A telephoto lens will compress the perspective of the image, hence it looks thinner than the photo on the front of the old Watling guide.

Voila! Magic.

The good Dr
12-Feb-2015
12:25:02 PM
On 12/02/2015 wallwombat wrote:
>The more recent photo looks like it was taken with a telephoto lens and
>the second looks like it wasn't.
>
>A telephoto lens will compress the perspective of the image, hence it
>looks thinner than the photo on the front of the old Watling guide.
>
>Voila! Magic.

No telephoto in the recent pic.

ajfclark
12-Feb-2015
12:48:22 PM
I think they're just taken from slightly different angles. If I still had a photosyth account it'd map it out for me.
MattJ
12-Feb-2015
6:03:56 PM
Point taken Neil, I'll emulate Country Road with two bolts: it being the benchmark for 24 offwidth in the oval area.

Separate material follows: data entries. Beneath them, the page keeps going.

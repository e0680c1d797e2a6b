//! Property type tags and value types.

use serde::{Deserialize, Serialize};

/// Fixed enumeration of property type tags.
///
/// Tags are stored as raw strings on [`PropertyDef`](super::PropertyDef) and
/// interpreted by the parser registry, so unknown tags can be persisted and
/// reported instead of failing at load time.
#[derive(Debug, Clone, Copy, PartialEq, Eq, Hash, PartialOrd, Ord, Serialize, Deserialize)]
pub enum PropertyType {
    /// UTF-8 string.
    String,
    /// Array of strings.
    StringArray,
    /// Array of dates.
    DateArray,
    /// Array of 64-bit integers.
    LongArray,
    /// Array of doubles.
    DoubleArray,
    /// Array of 32-bit integers.
    IntegerArray,
    /// Array of booleans.
    BooleanArray,
    /// 32-bit integer.
    Integer,
    /// 64-bit integer.
    Long,
    /// Double precision float.
    Double,
    /// Boolean.
    Boolean,
    /// Enumeration with a fixed variant list.
    Enum,
    /// Date / timestamp.
    Date,
    /// Number of elements of a collection property.
    Count,
    /// Computed by read/write function bodies.
    Function,
    /// Projection over a relationship property.
    Notion,
    /// Projection over a relationship property, restricted to ids.
    IdNotion,
    /// Computed by a graph query.
    Cypher,
    /// Joined string of other properties.
    Join,
    /// Hashed secret.
    Password,
    /// Custom property handler.
    Custom,
}

impl PropertyType {
    /// Every tag, in declaration order.
    pub const ALL: [PropertyType; 21] = [
        PropertyType::String,
        PropertyType::StringArray,
        PropertyType::DateArray,
        PropertyType::LongArray,
        PropertyType::DoubleArray,
        PropertyType::IntegerArray,
        PropertyType::BooleanArray,
        PropertyType::Integer,
        PropertyType::Long,
        PropertyType::Double,
        PropertyType::Boolean,
        PropertyType::Enum,
        PropertyType::Date,
        PropertyType::Count,
        PropertyType::Function,
        PropertyType::Notion,
        PropertyType::IdNotion,
        PropertyType::Cypher,
        PropertyType::Join,
        PropertyType::Password,
        PropertyType::Custom,
    ];

    /// Tag name as it appears in schema definitions.
    pub fn name(&self) -> &'static str {
        match self {
            PropertyType::String => "String",
            PropertyType::StringArray => "StringArray",
            PropertyType::DateArray => "DateArray",
            PropertyType::LongArray => "LongArray",
            PropertyType::DoubleArray => "DoubleArray",
            PropertyType::IntegerArray => "IntegerArray",
            PropertyType::BooleanArray => "BooleanArray",
            PropertyType::Integer => "Integer",
            PropertyType::Long => "Long",
            PropertyType::Double => "Double",
            PropertyType::Boolean => "Boolean",
            PropertyType::Enum => "Enum",
            PropertyType::Date => "Date",
            PropertyType::Count => "Count",
            PropertyType::Function => "Function",
            PropertyType::Notion => "Notion",
            PropertyType::IdNotion => "IdNotion",
            PropertyType::Cypher => "Cypher",
            PropertyType::Join => "Join",
            PropertyType::Password => "Password",
            PropertyType::Custom => "Custom",
        }
    }

    /// Exact (case-sensitive) tag lookup.
    pub fn from_name(name: &str) -> Option<Self> {
        Self::ALL.iter().copied().find(|t| t.name() == name)
    }

    /// Processing priority within a type.
    ///
    /// Properties that reference other properties (count, join, notions)
    /// come last so the names they refer to are already declared.
    pub fn sort_index(&self) -> u8 {
        match self {
            PropertyType::BooleanArray => 0,
            PropertyType::IntegerArray => 1,
            PropertyType::DoubleArray => 2,
            PropertyType::StringArray => 3,
            PropertyType::DateArray => 4,
            PropertyType::LongArray => 5,
            PropertyType::Password => 6,
            PropertyType::Boolean => 7,
            PropertyType::Integer => 8,
            PropertyType::String => 9,
            PropertyType::Double => 10,
            PropertyType::Long => 11,
            PropertyType::Enum => 12,
            PropertyType::Date => 13,
            PropertyType::Function => 14,
            PropertyType::Cypher => 15,
            PropertyType::Count => 16,
            PropertyType::Custom => 17,
            PropertyType::Join => 18,
            PropertyType::IdNotion => 19,
            PropertyType::Notion => 20,
        }
    }

    /// Check if this tag declares an array.
    pub fn is_array(&self) -> bool {
        matches!(
            self,
            PropertyType::StringArray
                | PropertyType::DateArray
                | PropertyType::LongArray
                | PropertyType::DoubleArray
                | PropertyType::IntegerArray
                | PropertyType::BooleanArray
        )
    }

    /// Element value type for scalar and array tags.
    pub fn value_type(&self) -> Option<ValueType> {
        match self {
            PropertyType::String | PropertyType::StringArray => Some(ValueType::String),
            PropertyType::Date | PropertyType::DateArray => Some(ValueType::Date),
            PropertyType::Long | PropertyType::LongArray => Some(ValueType::Long),
            PropertyType::Double | PropertyType::DoubleArray => Some(ValueType::Double),
            PropertyType::Integer | PropertyType::IntegerArray => Some(ValueType::Integer),
            PropertyType::Boolean | PropertyType::BooleanArray => Some(ValueType::Boolean),
            _ => None,
        }
    }
}

impl std::fmt::Display for PropertyType {
    fn fmt(&self, f: &mut std::fmt::Formatter<'_>) -> std::fmt::Result {
        f.write_str(self.name())
    }
}

/// Value type of scalar and array elements.
#[derive(Debug, Clone, Copy, PartialEq, Eq, Hash, Serialize, Deserialize)]
pub enum ValueType {
    /// UTF-8 string.
    String,
    /// 32-bit integer.
    Integer,
    /// 64-bit integer.
    Long,
    /// Double precision float.
    Double,
    /// Boolean.
    Boolean,
    /// Date, carried as a formatted string.
    Date,
}

impl ValueType {
    /// Check if a JSON value is acceptable for this type.
    ///
    /// Null is accepted; presence is enforced by not-null validators.
    pub fn accepts(&self, value: &serde_json::Value) -> bool {
        use serde_json::Value;

        match (self, value) {
            (_, Value::Null) => true,
            (ValueType::String | ValueType::Date, Value::String(_)) => true,
            (ValueType::Integer, Value::Number(n)) => n
                .as_i64()
                .map(|v| i32::try_from(v).is_ok())
                .unwrap_or(false),
            (ValueType::Long, Value::Number(n)) => n.is_i64() || n.is_u64(),
            (ValueType::Double, Value::Number(_)) => true,
            (ValueType::Boolean, Value::Bool(_)) => true,
            _ => false,
        }
    }
}

impl std::fmt::Display for ValueType {
    fn fmt(&self, f: &mut std::fmt::Formatter<'_>) -> std::fmt::Result {
        let name = match self {
            ValueType::String => "String",
            ValueType::Integer => "Integer",
            ValueType::Long => "Long",
            ValueType::Double => "Double",
            ValueType::Boolean => "Boolean",
            ValueType::Date => "Date",
        };
        f.write_str(name)
    }
}

#[cfg(test)]
mod tests {
    use super::*;
    use serde_json::json;

    #[test]
    fn test_tag_names_roundtrip() {
        for tag in PropertyType::ALL {
            assert_eq!(PropertyType::from_name(tag.name()), Some(tag));
        }
        assert_eq!(PropertyType::from_name("string"), None);
    }

    #[test]
    fn test_sort_index_puts_references_last() {
        assert!(PropertyType::String.sort_index() < PropertyType::Count.sort_index());
        assert!(PropertyType::Join.sort_index() < PropertyType::Notion.sort_index());
        assert!(PropertyType::BooleanArray.sort_index() < PropertyType::Boolean.sort_index());
    }

    #[test]
    fn test_value_type_accepts() {
        assert!(ValueType::String.accepts(&json!("a")));
        assert!(ValueType::Integer.accepts(&json!(42)));
        assert!(!ValueType::Integer.accepts(&json!(5_000_000_000i64)));
        assert!(ValueType::Long.accepts(&json!(5_000_000_000i64)));
        assert!(ValueType::Double.accepts(&json!(1.5)));
        assert!(!ValueType::Boolean.accepts(&json!("true")));
        assert!(ValueType::Date.accepts(&json!(null)));
    }

    #[test]
    fn test_array_tags() {
        assert!(PropertyType::BooleanArray.is_array());
        assert!(!PropertyType::Boolean.is_array());
        assert_eq!(PropertyType::LongArray.value_type(), Some(ValueType::Long));
        assert_eq!(PropertyType::Notion.value_type(), None);
    }
}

Wendy, I'm sorry I seem to have irritated you. Having now been informed this isn't so difficult to do I'll be more careful about having opinions next time :)
Wendy
12-Feb-2015
7:12:06 PM
On 12/02/2015 MattJ wrote:

>
>Wendy, I'm sorry I seem to have irritated you. Having now been informed
>this isn't so difficult to do I'll be more careful about having opinions
>next time :)

Gosh, you think that was me being irritated? Because I was expressing the opinion that it in no way looks like a 24 and offering some examples of why? Next time I'll take a leaf out of the ODH book on how I express myself.


IdratherbeclimbingM9
12-Feb-2015
7:16:49 PM
On 12/02/2015 MattJ wrote:
>Point taken Neil, I'll emulate Country Road with two bolts: it being the
>benchmark for 24 offwidth in the oval area.
>
You have missed the point.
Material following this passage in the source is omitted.